# 500px Plugin Released



## RikkFlohr (Dec 1, 2011)

Stop me if you heard this one....
http://500px.com/lightroom

I have not tested it yet.

Even though the page does not say so, the plugin is listed as a 'beta'


----------



## clee01l (Dec 1, 2011)

Great news if you are a 500px user. I will need to give this a try.


----------



## RikkFlohr (Dec 1, 2011)

It works well in Export Mode.

I haven't tried it as a Published Service yet.


----------



## clee01l (Dec 1, 2011)

I just uploaded my first 5∞px images. using the Publish Service. I can see great advantages upgrading to a paid account and having more than one collection. managed by LR


----------



## pictureneworleans (Dec 12, 2011)

How does one install the 500px plugin? Thanks.


----------



## clee01l (Dec 12, 2011)

pictureneworleans said:


> How does one install the 500px plugin? Thanks.


From the Link that Rikk listed, download the file. 
(The following I am pasting from another thread where I answered this very question)

Unzip the file from 500px and save it in a location that you can navigate to in LR. (I have a folder named "Plugins") The unzipped file will consist of one folder named "500pxPublisher.lrplugin" that contains all the files needed by LR for the publish service.
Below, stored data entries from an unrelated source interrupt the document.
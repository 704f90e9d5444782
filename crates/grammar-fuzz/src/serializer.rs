//! Tree-to-string serializers and tree-to-tree transformers applied
//! before serialization.

use itertools::Itertools;

use crate::tree::{NodeId, NodeKind, Tree};

/// A serializer turns a finished tree into test-case text.
pub type Serializer = fn(&Tree) -> String;

/// A transformer post-processes a tree in place before serialization.
pub type Transformer = fn(&mut Tree);

/// The default serializer: the concatenated token text of the tree.
pub fn concat_serializer(tree: &Tree) -> String {
    tree.text(tree.root())
}

/// Simple serializer joining the token leaves with single spaces.
pub fn simple_space_serializer(tree: &Tree) -> String {
    tree.tokens(tree.root()).format(" ").to_string()
}

/// Simple transformer appending a space token after every child of every
/// parser rule node.
pub fn simple_space_transformer(tree: &mut Tree) {
    let nodes: Vec<NodeId> = tree.iter_depth_first(tree.root()).collect();
    for node in nodes {
        if !matches!(tree.kind(node), NodeKind::UnparserRule { .. }) {
            continue;
        }
        let children: Vec<NodeId> = tree.children(node).to_vec();
        for child in children {
            let slot = tree
                .children(node)
                .iter()
                .position(|&c| c == child)
                .expect("child list is stable during traversal");
            let space = tree.add_node(NodeKind::token(" "));
            tree.insert_child(node, slot + 1, space);
        }
    }
}

#[cfg(test)]
mod tests {
    use super::*;
    use crate::tree::{RuleSize, Tree};

    fn two_token_tree() -> Tree {
        let mut tree = Tree::new(NodeKind::UnparserRule { name: "S".into() });
        let root = tree.root();
        for src in ["a", "b"] {
            let token = tree.add_node(NodeKind::UnlexerRule {
                name: Some(src.to_uppercase()),
                src: Some(src.into()),
                size: RuleSize::ZERO,
                immutable: false,
            });
            tree.add_child(root, token);
        }
        tree
    }

    #[test]
    fn space_serializer_joins_tokens() {
        let tree = two_token_tree();
        assert_eq!(concat_serializer(&tree), "ab");
        assert_eq!(simple_space_serializer(&tree), "a b");
    }

    #[test]
    fn space_transformer_inserts_separators() {
        let mut tree = two_token_tree();
        simple_space_transformer(&mut tree);
        assert_eq!(concat_serializer(&tree), "a b ");
    }
}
In LR navigate the menu {File}{Plug-in Manager...}
This will open a dialog with all of your existing plug-ins.
On the bottom of the left panerl of the dialog click on the {Add} button.
In the standard "Browse for Files or Folders pop-up, navigate to and select the folder named "500pxPublisher.lrplugin" and click OK
Back in the LR Publish Services Panel, you will find a new entry with the 500px(Beta) heading and {Set Up...} on the right edge of the heading.
Click Set up.
Assign a name for your Default Stream
Login with your 500px userid and password and click Done
Note: unless you are "Awesome" you will be limited to one collection in addition to your default portfolio. and only 20 files per week upload.

LR creates a default Static portfolio "Collection" . AFAIK this is not related to a 500px collection although every other LR Collection (static or Smart) will have its equivalent collection at 500px. If you are not working ith 500px Collections, then you can put everything in the default portfolio. If you are using 500px Collections, you can ignore the default portfolio LR collection and just add image to the Static or Smart Collections that you can create in this publish panel by Right Clickin on the 500px P/S header and choosing {Create Collection} or{Create Smart Collection} from the drop down context menu.


----------



## pictureneworleans (Dec 13, 2011)

Done and done. Thanks, clee01.


----------